• _Saved entries_
· · · · · · ·

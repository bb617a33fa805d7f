//! MindCanvas command-line tool
//!
//! # Usage
//!
//! ```bash
//! canvas import items.json
//! canvas export-graph -o graph.json
//! canvas related 42 -n 5
//! canvas search "rust async runtimes"
//! ```
//!
//! # Configuration
//!
//! Configuration is loaded in order (later sources override earlier):
//! 1. Built-in defaults
//! 2. Config file (~/.config/mindcanvas/config.toml)
//! 3. Environment variables (CANVAS_*)
//! 4. CLI flags

use anyhow::Result;
use clap::Parser;

use canvas_daemon::{execute, init_logging, load_config, Cli};

#[tokio::main]
async fn main() -> Result<()> {
    let cli = Cli::parse();
    let config = load_config(&cli)?;
    init_logging(&config.settings.log_level)?;

    let value = execute(cli.command, &config).await?;
    println!("{}", serde_json::to_string_pretty(&value)?);

    Ok(())
}
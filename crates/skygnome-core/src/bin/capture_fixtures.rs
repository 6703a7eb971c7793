use std::fs;
use std::path::{Path, PathBuf};

use skygnome_core::PacketBuilder;

fn main() -> Result<(), String> {
    let root = PathBuf::from("tests/golden");
    write_guide_fixture(&root)?;
    write_resync_fixture(&root)?;
    Ok(())
}

/// A channel change with full guide data, a trickplay update and a status
/// packet carrying a code the decoder does not know.
fn write_guide_fixture(root: &Path) -> Result<(), String> {
    let mut capture = PacketBuilder::new()
        .block("SSCN", "101")
        .block("SSCA", "BBC One")
        .block("SST0", "7.30pm")
        .block("SSN0", "The Detective...")
        .block(
            "SSE0",
            "...Final Case: The inspector faces a dilemma. (S3, Ep 6) [HD,S,AD] Contains violence and strong language.",
        )
        .to_bytes();
    capture.extend(PacketBuilder::new().block("SSEI", "PAUSE").to_bytes());
    capture.extend(
        PacketBuilder::new()
            .block("SYST", "0")
            .block("SYIC", "8080")
            .block("PUCP", "Enter PIN")
            .block("ZZZZ", "hi")
            .to_bytes(),
    );
    write_capture(&root.join("guide").join("input.bin"), &capture)
}

/// Line noise before the first marker, two packets cut short by a new
/// marker, two good packets and one whose only block is too short.
fn write_resync_fixture(root: &Path) -> Result<(), String> {
    let mut capture = b"junk before marker\nabc\n050partial".to_vec();
    capture.extend(PacketBuilder::new().block("SSCA", "Sky Atlantic").to_bytes());
    capture.extend(PacketBuilder::new().block("CE00", "10_").to_bytes());
    capture.extend_from_slice(b"\n010SSCN000");
    write_capture(&root.join("resync").join("input.bin"), &capture)
}

fn write_capture(path: &Path, bytes: &[u8]) -> Result<(), String> {
    if let Some(parent) = path.parent() {
        fs::create_dir_all(parent)
            .map_err(|err| format!("failed to create {}: {}", parent.display(), err))?;
    }
    fs::write(path, bytes).map_err(|err| format!("failed to write {}: {}", path.display(), err))
}
use super::error::ProtocolError;
use super::layout;

/// Read-only cursor helpers over a complete packet body.
pub struct PacketReader<'a> {
    packet: &'a [u8],
}

/// Header of one action block.
#[derive(Debug, Clone, PartialEq, Eq)]
pub struct BlockHeader {
    pub action: String,
    pub length: usize,
}

impl<'a> PacketReader<'a> {
    pub fn new(packet: &'a [u8]) -> Self {
        Self { packet }
    }

    pub fn len(&self) -> usize {
        self.packet.len()
    }

    pub fn require_len(&self, offset: usize, needed: usize) -> Result<(), ProtocolError> {
        let actual = self.packet.len().saturating_sub(offset);
        if actual < needed {
            return Err(ProtocolError::TruncatedHeader {
                offset,
                needed,
                actual,
            });
        }
        Ok(())
    }

    /// Read the action code and block length of the block starting at `offset`.
    pub fn read_block_header(&self, offset: usize) -> Result<BlockHeader, ProtocolError> {
        self.require_len(offset, layout::BLOCK_HEADER_LEN)?;
        let header = &self.packet[offset..offset + layout::BLOCK_HEADER_LEN];
        let action = latin1(&header[layout::ACTION_RANGE]);
        let raw_len = &header[layout::BLOCK_LEN_RANGE];
        let length = parse_int_prefix(raw_len)
            .and_then(|value| usize::try_from(value).ok())
            .ok_or_else(|| ProtocolError::InvalidBlockLength {
                offset,
                value: latin1(raw_len),
            })?;
        if length < layout::BLOCK_HEADER_LEN {
            return Err(ProtocolError::BlockTooShort { offset, length });
        }
        Ok(BlockHeader { action, length })
    }

    /// Payload of a block, clamped to the bytes actually present.
    pub fn read_payload(&self, offset: usize, header: &BlockHeader) -> String {
        let start = (offset + layout::BLOCK_HEADER_LEN).min(self.packet.len());
        let end = (offset + header.length).min(self.packet.len());
        latin1(&self.packet[start..end])
    }
}

/// Read the declared total length from the first bytes of a packet.
pub fn read_declared_len(bytes: &[u8]) -> Option<usize> {
    let field = bytes.get(layout::PACKET_LEN_RANGE)?;
    parse_int_prefix(field).and_then(|value| usize::try_from(value).ok())
}

/// Decode bytes one character per byte (ISO-8859-1), as the box sends them.
pub fn latin1(bytes: &[u8]) -> String {
    bytes.iter().map(|&b| char::from(b)).collect()
}

/// Parse the leading integer of a field, ignoring anything after the digits.
///
/// Leading whitespace and a sign are accepted; `None` when no digit follows.
/// Channel numbers arrive padded while being typed (`"10_"`), so trailing
/// junk must not invalidate the value.
pub fn parse_int_prefix(bytes: &[u8]) -> Option<i64> {
    let mut rest = bytes;
    while let [first, tail @ ..] = rest {
        if first.is_ascii_whitespace() {
            rest = tail;
        } else {
            break;
        }
    }
    let negative = match rest.first() {
        Some(b'-') => {
            rest = &rest[1..];
            true
        }
        Some(b'+') => {
            rest = &rest[1..];
            false
        }
        _ => false,
    };
    let digits = rest.iter().take_while(|b| b.is_ascii_digit()).count();
    if digits == 0 {
        return None;
    }
    let mut value: i64 = 0;
    for digit in &rest[..digits] {
        value = value
            .checked_mul(10)?
            .checked_add(i64::from(digit - b'0'))?;
    }
    Some(if negative { -value } else { value })
}

#[cfg(test)]
mod tests {
    use super::{PacketReader, latin1, parse_int_prefix, read_declared_len};
    use crate::protocol::error::ProtocolError;

    #[test]
    fn parse_int_prefix_ignores_trailing_padding() {
        assert_eq!(parse_int_prefix(b"10_"), Some(10));
        assert_eq!(parse_int_prefix(b"1__"), Some(1));
        assert_eq!(parse_int_prefix(b" 42"), Some(42));
        assert_eq!(parse_int_prefix(b"-7x"), Some(-7));
    }

    #[test]
    fn parse_int_prefix_rejects_non_numeric() {
        assert_eq!(parse_int_prefix(b"abc"), None);
        assert_eq!(parse_int_prefix(b""), None);
        assert_eq!(parse_int_prefix(b"-"), None);
    }

    #[test]
    fn declared_len_needs_three_bytes() {
        assert_eq!(read_declared_len(b"019SSCN"), Some(19));
        assert_eq!(read_declared_len(b"01"), None);
        assert_eq!(read_declared_len(b"x19SSCN"), None);
    }

    #[test]
    fn latin1_maps_high_bytes_to_chars() {
        assert_eq!(latin1(&[0x43, 0x61, 0x66, 0xe9]), "Café");
    }

    #[test]
    fn read_block_header_ok() {
        let reader = PacketReader::new(b"013SSCN010101");
        let header = reader.read_block_header(3).unwrap();
        assert_eq!(header.action, "SSCN");
        assert_eq!(header.length, 10);
        assert_eq!(reader.read_payload(3, &header), "101");
    }

    #[test]
    fn read_block_header_truncated() {
        let reader = PacketReader::new(b"010SSCN0");
        let err = reader.read_block_header(3).unwrap_err();
        assert!(matches!(err, ProtocolError::TruncatedHeader { actual: 5, .. }));
    }

    #[test]
    fn read_block_header_rejects_short_length() {
        let reader = PacketReader::new(b"010SSCN000");
        let err = reader.read_block_header(3).unwrap_err();
        assert_eq!(err, ProtocolError::BlockTooShort { offset: 3, length: 0 });
    }

    #[test]
    fn read_block_header_rejects_non_numeric_length() {
        let reader = PacketReader::new(b"010SSCNabc");
        let err = reader.read_block_header(3).unwrap_err();
        assert!(matches!(err, ProtocolError::InvalidBlockLength { .. }));
    }

    #[test]
    fn read_payload_is_clamped_to_packet() {
        let reader = PacketReader::new(b"012SSCN0201");
        let header = reader.read_block_header(3).unwrap();
        assert_eq!(reader.read_payload(3, &header), "1");
    }
}
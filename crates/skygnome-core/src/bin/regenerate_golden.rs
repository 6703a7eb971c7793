use std::fs;
use std::ops::ControlFlow;
use std::path::{Path, PathBuf};
use std::process::ExitCode;

use skygnome_core::{Decoder, DecodedEvent, StopReason, listen, open_device};
use time::OffsetDateTime;
use time::macros::datetime;

/// Fixed wall clock so `received` and resolved start times are reproducible.
fn golden_clock() -> OffsetDateTime {
    datetime!(2024-03-10 20:00 UTC)
}

fn main() -> ExitCode {
    if let Err(err) = run() {
        eprintln!("error: {}", err);
        return ExitCode::from(1);
    }
    ExitCode::SUCCESS
}

fn run() -> Result<(), String> {
    let root = PathBuf::from("tests").join("golden");
    let entries =
        fs::read_dir(&root).map_err(|err| format!("failed to read {}: {}", root.display(), err))?;

    for entry in entries {
        let entry = entry.map_err(|err| format!("failed to read entry: {}", err))?;
        let path = entry.path();
        if !path.is_dir() {
            continue;
        }
        let input = path.join("input.bin");
        if !input.exists() {
            continue;
        }
        let output = path.join("expected_events.json");
        regenerate_one(&input, &output)?;
    }

    Ok(())
}

fn regenerate_one(input: &Path, output: &Path) -> Result<(), String> {
    let mut decoder = Decoder::new().with_clock(golden_clock);
    let mut events: Vec<DecodedEvent> = Vec::new();
    let mut failure = None;
    let summary = listen(
        || open_device(input),
        &mut decoder,
        |result| {
            match result {
                Ok(event) => events.push(event),
                Err(err) => failure = Some(err.to_string()),
            }
            ControlFlow::Continue(())
        },
    );
    if let Some(err) = failure {
        return Err(format!("decoding failed for {}: {}", input.display(), err));
    }
    if summary.reason != StopReason::EndOfStream {
        return Err(format!("decoding of {} stopped early", input.display()));
    }

    let mut json = serde_json::to_string_pretty(&events)
        .map_err(|err| format!("JSON serialization failed: {}", err))?;
    json.push('\n');
    fs::write(output, json)
        .map_err(|err| format!("failed to write {}: {}", output.display(), err))?;
    Ok(())
}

· · · · · · ·

• _Exercise description_
Which lines of the data contain the string "execute"? Copy each one.

• _Written response_
use canvas_daemon::{execute, init_logging, load_config, Cli};
    let value = execute(cli.command, &config).await?;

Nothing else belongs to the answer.